Stored data:
##########

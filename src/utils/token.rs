use axum::http::StatusCode;
use chrono::{Duration, Utc};
use jsonwebtoken::{decode, encode, Algorithm, DecodingKey, EncodingKey, Header, Validation};
use serde::{Deserialize, Serialize};

use crate::error::{ErrorMessage, HttpError};

#[derive(Debug, Serialize, Deserialize)]
pub struct TokenClaims {
    pub sub: String,
    pub iat: usize,
    pub exp: usize,
}

pub fn create_token(
    user_id: &str,
    secret: &[u8],
    expires_in_minutes: i64,
) -> Result<String, jsonwebtoken::errors::Error> {
    if user_id.is_empty() {
        return Err(jsonwebtoken::errors::ErrorKind::InvalidSubject.into());
    }

    let now = Utc::now();
    let iat = now.timestamp() as usize;
    let exp = (now + Duration::minutes(expires_in_minutes)).timestamp() as usize;

    let claims = TokenClaims {
        sub: user_id.to_string(),
        iat,
        exp,
    };

    encode(
        &Header::default(),
        &claims,
        &EncodingKey::from_secret(secret),
    )
}

pub fn decode_token<T: Into<String>>(token: T, secret: &[u8]) -> Result<String, HttpError> {
    let decoded = decode::<TokenClaims>(
        &token.into(),
        &DecodingKey::from_secret(secret),
        &Validation::new(Algorithm::HS256),
    );

    match decoded {
        Ok(token) => Ok(token.claims.sub),
        Err(_) => Err(HttpError::new(
            ErrorMessage::InvalidToken.to_string(),
            StatusCode::UNAUTHORIZED,
        )),
    }
}

#[cfg(test)]
mod tests {
    use super::*;

    #[test]
    fn test_create_and_decode_token() {
        let secret = b"my-test-secret";
        let user_id = uuid::Uuid::new_v4().to_string();

        let token = create_token(&user_id, secret, 60).unwrap();
        let decoded = decode_token(token, secret).unwrap();

        assert_eq!(decoded, user_id);
    }

    #[test]
    fn test_create_token_with_empty_user_id() {
        assert!(create_token("", b"secret", 60).is_err());
    }

    #[test]
    fn test_decode_token_with_wrong_secret() {
        let token = create_token("some-user", b"right-secret", 60).unwrap();
        assert!(decode_token(token, b"wrong-secret").is_err());
    }
}
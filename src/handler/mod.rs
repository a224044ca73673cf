pub mod auth;
pub mod classes;
pub mod payments;
pub mod users;
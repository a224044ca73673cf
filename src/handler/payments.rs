// handlers/payments.rs
use std::sync::Arc;

use axum::{
    extract::{Path, Query},
    middleware,
    response::IntoResponse,
    routing::{get, post, put},
    Extension, Json, Router,
};
use uuid::Uuid;
use validator::Validate;

use crate::{
    db::paymentdb::PaymentExt,
    dtos::{classdtos::ApiResponse, paymentdtos::*},
    error::HttpError,
    middleware::{permission_check, Action, JWTAuthMiddeware},
    models::usermodel::UserRole,
    AppState,
};

pub fn payment_handler() -> Router {
    Router::new()
        // Brokerage payment routes
        .route(
            "/brokerage",
            post(create_brokerage_payment)
                .layer(middleware::from_fn(|req, next| {
                    permission_check(req, next, Action::CreatePayment)
                }))
                .get(list_brokerage_payments),
        )
        .route("/brokerage/mine", get(get_my_brokerage_payments))
        .route(
            "/brokerage/:payment_id",
            put(update_brokerage_payment)
                .layer(middleware::from_fn(|req, next| {
                    permission_check(req, next, Action::UpdatePayment)
                }))
                .get(get_brokerage_payment),
        )
        // Fee policy routes
        .route(
            "/settings",
            put(update_payment_settings)
                .get(get_payment_settings)
                .layer(middleware::from_fn(|req, next| {
                    permission_check(req, next, Action::ManageSettings)
                })),
        )
        .route(
            "/settings/history",
            get(get_settings_history).layer(middleware::from_fn(|req, next| {
                permission_check(req, next, Action::ManageSettings)
            })),
        )
        // Staff salary routes
        .route(
            "/salaries",
            post(upsert_salary)
                .get(list_salaries)
                .layer(middleware::from_fn(|req, next| {
                    permission_check(req, next, Action::ManageSalaries)
                })),
        )
        .route("/salaries/mine", get(get_my_salaries))
        .route(
            "/salaries/:salary_id/status",
            put(update_salary_status).layer(middleware::from_fn(|req, next| {
                permission_check(req, next, Action::ManageSalaries)
            })),
        )
}

// Brokerage Payment Handlers
pub async fn create_brokerage_payment(
    Extension(app_state): Extension<Arc<AppState>>,
    Json(body): Json<CreateBrokeragePaymentDto>,
) -> Result<impl IntoResponse, HttpError> {
    body.validate()
        .map_err(|e| HttpError::bad_request(e.to_string()))?;

    let payment = app_state.payment_service.create_payment(body).await?;

    Ok(Json(ApiResponse::success(
        "Brokerage payment created successfully",
        payment,
    )))
}

pub async fn list_brokerage_payments(
    Extension(app_state): Extension<Arc<AppState>>,
    Extension(auth): Extension<JWTAuthMiddeware>,
    Query(params): Query<PaymentQueryDto>,
) -> Result<impl IntoResponse, HttpError> {
    if auth.user.role != UserRole::Admin {
        return Err(HttpError::unauthorized("Not authorized to view brokerage payments"));
    }

    let payments = app_state
        .db_client
        .get_brokerage_payments(params.status)
        .await
        .map_err(|e| HttpError::server_error(e.to_string()))?;

    Ok(Json(ApiResponse::success(
        "Brokerage payments retrieved successfully",
        payments,
    )))
}

pub async fn get_my_brokerage_payments(
    Extension(app_state): Extension<Arc<AppState>>,
    Extension(auth): Extension<JWTAuthMiddeware>,
) -> Result<impl IntoResponse, HttpError> {
    let payments = app_state
        .db_client
        .get_brokerage_payments_by_tutor(auth.user.id)
        .await
        .map_err(|e| HttpError::server_error(e.to_string()))?;

    Ok(Json(ApiResponse::success(
        "Brokerage payments retrieved successfully",
        payments,
    )))
}

pub async fn get_brokerage_payment(
    Extension(app_state): Extension<Arc<AppState>>,
    Extension(auth): Extension<JWTAuthMiddeware>,
    Path(payment_id): Path<Uuid>,
) -> Result<impl IntoResponse, HttpError> {
    let payment = app_state
        .db_client
        .get_brokerage_payment_by_id(payment_id)
        .await
        .map_err(|e| HttpError::server_error(e.to_string()))?
        .ok_or_else(|| HttpError::not_found("Brokerage payment not found"))?;

    let is_admin = auth.user.role == UserRole::Admin;
    if !is_admin && payment.tutor_id != auth.user.id {
        return Err(HttpError::unauthorized("Not authorized to view this payment"));
    }

    Ok(Json(ApiResponse::success(
        "Brokerage payment retrieved successfully",
        payment,
    )))
}

pub async fn update_brokerage_payment(
    Extension(app_state): Extension<Arc<AppState>>,
    Path(payment_id): Path<Uuid>,
    Json(body): Json<UpdateBrokeragePaymentDto>,
) -> Result<impl IntoResponse, HttpError> {
    body.validate()
        .map_err(|e| HttpError::bad_request(e.to_string()))?;

    let payment = app_state
        .payment_service
        .update_payment(payment_id, body)
        .await?;

    Ok(Json(ApiResponse::success(
        "Brokerage payment updated successfully",
        payment,
    )))
}

// Fee Policy Handlers
pub async fn get_payment_settings(
    Extension(app_state): Extension<Arc<AppState>>,
) -> Result<impl IntoResponse, HttpError> {
    let settings = app_state
        .db_client
        .get_active_settings()
        .await
        .map_err(|e| HttpError::server_error(e.to_string()))?
        .ok_or_else(|| HttpError::not_found("No active payment settings"))?;

    Ok(Json(ApiResponse::success(
        "Payment settings retrieved successfully",
        settings,
    )))
}

pub async fn get_settings_history(
    Extension(app_state): Extension<Arc<AppState>>,
) -> Result<impl IntoResponse, HttpError> {
    let history = app_state
        .db_client
        .get_settings_history(50)
        .await
        .map_err(|e| HttpError::server_error(e.to_string()))?;

    Ok(Json(ApiResponse::success(
        "Payment settings history retrieved successfully",
        history,
    )))
}

pub async fn update_payment_settings(
    Extension(app_state): Extension<Arc<AppState>>,
    Json(body): Json<UpdatePaymentSettingsDto>,
) -> Result<impl IntoResponse, HttpError> {
    body.validate()
        .map_err(|e| HttpError::bad_request(e.to_string()))?;

    let settings = app_state.payment_service.update_settings(body).await?;

    Ok(Json(ApiResponse::success(
        "Payment settings updated successfully",
        settings,
    )))
}

// Staff Salary Handlers
pub async fn upsert_salary(
    Extension(app_state): Extension<Arc<AppState>>,
    Json(body): Json<UpsertSalaryDto>,
) -> Result<impl IntoResponse, HttpError> {
    body.validate()
        .map_err(|e| HttpError::bad_request(e.to_string()))?;

    let salary = app_state
        .salary_service
        .create_or_update_salary(body)
        .await?;

    Ok(Json(ApiResponse::success(
        "Salary recorded successfully",
        salary,
    )))
}

pub async fn list_salaries(
    Extension(app_state): Extension<Arc<AppState>>,
    Query(params): Query<SalaryQueryDto>,
) -> Result<impl IntoResponse, HttpError> {
    let salaries = app_state
        .db_client
        .get_staff_salaries(params.staff_id, params.month, params.year)
        .await
        .map_err(|e| HttpError::server_error(e.to_string()))?;

    Ok(Json(ApiResponse::success(
        "Salaries retrieved successfully",
        salaries,
    )))
}

pub async fn get_my_salaries(
    Extension(app_state): Extension<Arc<AppState>>,
    Extension(auth): Extension<JWTAuthMiddeware>,
) -> Result<impl IntoResponse, HttpError> {
    if !matches!(auth.user.role, UserRole::Staff | UserRole::Admin) {
        return Err(HttpError::unauthorized("Only staff members have salary records"));
    }

    let salaries = app_state
        .db_client
        .get_staff_salaries(Some(auth.user.id), None, None)
        .await
        .map_err(|e| HttpError::server_error(e.to_string()))?;

    Ok(Json(ApiResponse::success(
        "Salaries retrieved successfully",
        salaries,
    )))
}

pub async fn update_salary_status(
    Extension(app_state): Extension<Arc<AppState>>,
    Path(salary_id): Path<Uuid>,
    Json(body): Json<UpdateSalaryStatusDto>,
) -> Result<impl IntoResponse, HttpError> {
    let salary = app_state
        .salary_service
        .update_salary_status(salary_id, body.status)
        .await?;

    Ok(Json(ApiResponse::success(
        "Salary status updated successfully",
        salary,
    )))
}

##########

* [Task details]: For each line above that includes "crate", make a copy.

* [Solution to this problem]:
use crate::error::{ErrorMessage, HttpError};
use crate::{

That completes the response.